[Start of Attachment]

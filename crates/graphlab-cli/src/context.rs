use anyhow::{anyhow, bail, Context};
use graphlab_core::{Edge, EngineConfig, Graph, Vertex, VertexId};
use serde::Serialize;

/// Graph assembled from `--vertex` / `--edge` arguments plus engine defaults
pub struct CliContext {
    pub graph: Graph,
    pub config: EngineConfig,
}

/// An edge as printed: endpoint names and weight
#[derive(Debug, Clone, Serialize)]
pub struct EdgeView {
    pub from: String,
    pub to: String,
    pub weight: f64,
}

impl CliContext {
    pub fn build(vertices: &[String], edges: &[String], config: EngineConfig) -> anyhow::Result<Self> {
        let mut ctx = Self {
            graph: Graph::new(),
            config,
        };

        for name in vertices {
            ctx.ensure_vertex(name)?;
        }
        for spec in edges {
            ctx.add_edge_spec(spec)?;
        }

        tracing::debug!(
            "Built graph with {} vertices and {} edges",
            ctx.graph.vertex_count(),
            ctx.graph.edge_count()
        );
        Ok(ctx)
    }

    /// Look up a vertex given on the command line
    pub fn resolve(&self, name: &str) -> anyhow::Result<VertexId> {
        self.graph
            .vertex_id(name)
            .ok_or_else(|| anyhow!("Vertex not found: {}", name))
    }

    pub fn name(&self, id: VertexId) -> String {
        self.graph.label(id)
    }

    pub fn names(&self, ids: &[VertexId]) -> Vec<String> {
        ids.iter().map(|&id| self.name(id)).collect()
    }

    pub fn edge_view(&self, edge: &Edge) -> EdgeView {
        EdgeView {
            from: self.name(edge.vertex1),
            to: self.name(edge.vertex2),
            weight: edge.weight,
        }
    }

    fn ensure_vertex(&mut self, name: &str) -> anyhow::Result<VertexId> {
        let name = name.trim();
        if name.is_empty() {
            bail!("Vertex name must not be empty");
        }
        if let Some(id) = self.graph.vertex_id(name) {
            return Ok(id);
        }
        let vertex = Vertex::new(name);
        let id = vertex.id();
        self.graph.add_vertex(vertex);
        Ok(id)
    }

    fn add_edge_spec(&mut self, spec: &str) -> anyhow::Result<()> {
        let (endpoints, weight) = match spec.rsplit_once(':') {
            Some((endpoints, weight)) => {
                let weight: f64 = weight
                    .trim()
                    .parse()
                    .with_context(|| format!("Invalid weight in edge '{}'", spec))?;
                (endpoints, weight)
            }
            None => (spec, self.config.default_edge_weight),
        };

        let (first, second) = endpoints
            .split_once('-')
            .ok_or_else(|| anyhow!("Invalid edge '{}': expected A-B or A-B:WEIGHT", spec))?;

        let first = self.ensure_vertex(first)?;
        let second = self.ensure_vertex(second)?;

        if self
            .graph
            .add_edge(Edge::weighted(first, second, weight))
            .is_none()
        {
            bail!("Edge rejected: '{}' is a self-loop or a duplicate", spec);
        }
        Ok(())
    }
}

#[cfg(test)]
mod tests {
    use super::*;

    fn strings(items: &[&str]) -> Vec<String> {
        items.iter().map(|s| s.to_string()).collect()
    }

    #[test]
    fn test_build_from_specs() {
        let ctx = CliContext::build(
            &strings(&["Z"]),
            &strings(&["A-B:2.5", "B-C"]),
            EngineConfig::default(),
        )
        .unwrap();

        assert_eq!(ctx.graph.vertex_count(), 4);
        assert_eq!(ctx.graph.edge_count(), 2);
        assert_eq!(ctx.graph.total_weight(), 3.5);
        assert_eq!(ctx.graph.vertices()[0].name(), "Z");
    }

    #[test]
    fn test_default_weight_from_config() {
        let config = EngineConfig {
            default_edge_weight: 4.0,
            ..EngineConfig::default()
        };
        let ctx = CliContext::build(&[], &strings(&["A-B"]), config).unwrap();
        assert_eq!(ctx.graph.total_weight(), 4.0);
    }

    #[test]
    fn test_rejects_bad_specs() {
        let config = EngineConfig::default;
        assert!(CliContext::build(&[], &strings(&["AB"]), config()).is_err());
        assert!(CliContext::build(&[], &strings(&["A-B:x"]), config()).is_err());
        assert!(CliContext::build(&[], &strings(&["A-A"]), config()).is_err());
        assert!(CliContext::build(&[], &strings(&["A-B", "B-A"]), config()).is_err());
        assert!(CliContext::build(&[], &strings(&["-B"]), config()).is_err());
    }

    #[test]
    fn test_resolve() {
        let ctx = CliContext::build(&[], &strings(&["A-B"]), EngineConfig::default()).unwrap();
        assert!(ctx.resolve("A").is_ok());
        assert!(ctx.resolve("Q").is_err());
    }
}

[End of Attachment]

• Problem: What is needed here is an exact copy of all the entries.

• Worked solution:
filename crates/graphlab-cli/src/context.rs
use anyhow::{anyhow, bail, Context};
use graphlab_core::{Edge, EngineConfig, Graph, Vertex, VertexId};
use serde::Serialize;

/// Graph assembled from `--vertex` / `--edge` arguments plus engine defaults
pub struct CliContext {
    pub graph: Graph,
    pub config: EngineConfig,
}

/// An edge as printed: endpoint names and weight
#[derive(Debug, Clone, Serialize)]
pub struct EdgeView {
    pub from: String,
    pub to: String,
    pub weight: f64,
}

impl CliContext {
    pub fn build(vertices: &[String], edges: &[String], config: EngineConfig) -> anyhow::Result<Self> {
        let mut ctx = Self {
            graph: Graph::new(),
            config,
        };

        for name in vertices {
            ctx.ensure_vertex(name)?;
        }
        for spec in edges {
            ctx.add_edge_spec(spec)?;
        }

        tracing::debug!(
            "Built graph with {} vertices and {} edges",
            ctx.graph.vertex_count(),
            ctx.graph.edge_count()
        );
        Ok(ctx)
    }

    /// Look up a vertex given on the command line
    pub fn resolve(&self, name: &str) -> anyhow::Result<VertexId> {
        self.graph
            .vertex_id(name)
            .ok_or_else(|| anyhow!("Vertex not found: {}", name))
    }

    pub fn name(&self, id: VertexId) -> String {
        self.graph.label(id)
    }

    pub fn names(&self, ids: &[VertexId]) -> Vec<String> {
        ids.iter().map(|&id| self.name(id)).collect()
    }

    pub fn edge_view(&self, edge: &Edge) -> EdgeView {
        EdgeView {
            from: self.name(edge.vertex1),
            to: self.name(edge.vertex2),
            weight: edge.weight,
        }
    }

    fn ensure_vertex(&mut self, name: &str) -> anyhow::Result<VertexId> {
        let name = name.trim();
        if name.is_empty() {
            bail!("Vertex name must not be empty");
        }
        if let Some(id) = self.graph.vertex_id(name) {
            return Ok(id);
        }
        let vertex = Vertex::new(name);
        let id = vertex.id();
        self.graph.add_vertex(vertex);
        Ok(id)
    }

    fn add_edge_spec(&mut self, spec: &str) -> anyhow::Result<()> {
        let (endpoints, weight) = match spec.rsplit_once(':') {
            Some((endpoints, weight)) => {
                let weight: f64 = weight
                    .trim()
                    .parse()
                    .with_context(|| format!("Invalid weight in edge '{}'", spec))?;
                (endpoints, weight)
            }
            None => (spec, self.config.default_edge_weight),
        };

        let (first, second) = endpoints
            .split_once('-')
            .ok_or_else(|| anyhow!("Invalid edge '{}': expected A-B or A-B:WEIGHT", spec))?;

        let first = self.ensure_vertex(first)?;
        let second = self.ensure_vertex(second)?;

        if self
            .graph
            .add_edge(Edge::weighted(first, second, weight))
            .is_none()
        {
            bail!("Edge rejected: '{}' is a self-loop or a duplicate", spec);
        }
        Ok(())
    }
}

#[cfg(test)]
mod tests {
    use super::*;

    fn strings(items: &[&str]) -> Vec<String> {
        items.iter().map(|s| s.to_string()).collect()
    }

    #[test]
    fn test_build_from_specs() {
        let ctx = CliContext::build(
            &strings(&["Z"]),
            &strings(&["A-B:2.5", "B-C"]),
            EngineConfig::default(),
        )
        .unwrap();

        assert_eq!(ctx.graph.vertex_count(), 4);
        assert_eq!(ctx.graph.edge_count(), 2);
        assert_eq!(ctx.graph.total_weight(), 3.5);
        assert_eq!(ctx.graph.vertices()[0].name(), "Z");
    }

    #[test]
    fn test_default_weight_from_config() {
        let config = EngineConfig {
            default_edge_weight: 4.0,
            ..EngineConfig::default()
        };
        let ctx = CliContext::build(&[], &strings(&["A-B"]), config).unwrap();
        assert_eq!(ctx.graph.total_weight(), 4.0);
    }

    #[test]
    fn test_rejects_bad_specs() {
        let config = EngineConfig::default;
        assert!(CliContext::build(&[], &strings(&["AB"]), config()).is_err());
        assert!(CliContext::build(&[], &strings(&["A-B:x"]), config()).is_err());
        assert!(CliContext::build(&[], &strings(&["A-A"]), config()).is_err());
        assert!(CliContext::build(&[], &strings(&["A-B", "B-A"]), config()).is_err());
        assert!(CliContext::build(&[], &strings(&["-B"]), config()).is_err());
    }

    #[test]
    fn test_resolve() {
        let ctx = CliContext::build(&[], &strings(&["A-B"]), EngineConfig::default()).unwrap();
        assert!(ctx.resolve("A").is_ok());
        assert!(ctx.resolve("Q").is_err());
    }
}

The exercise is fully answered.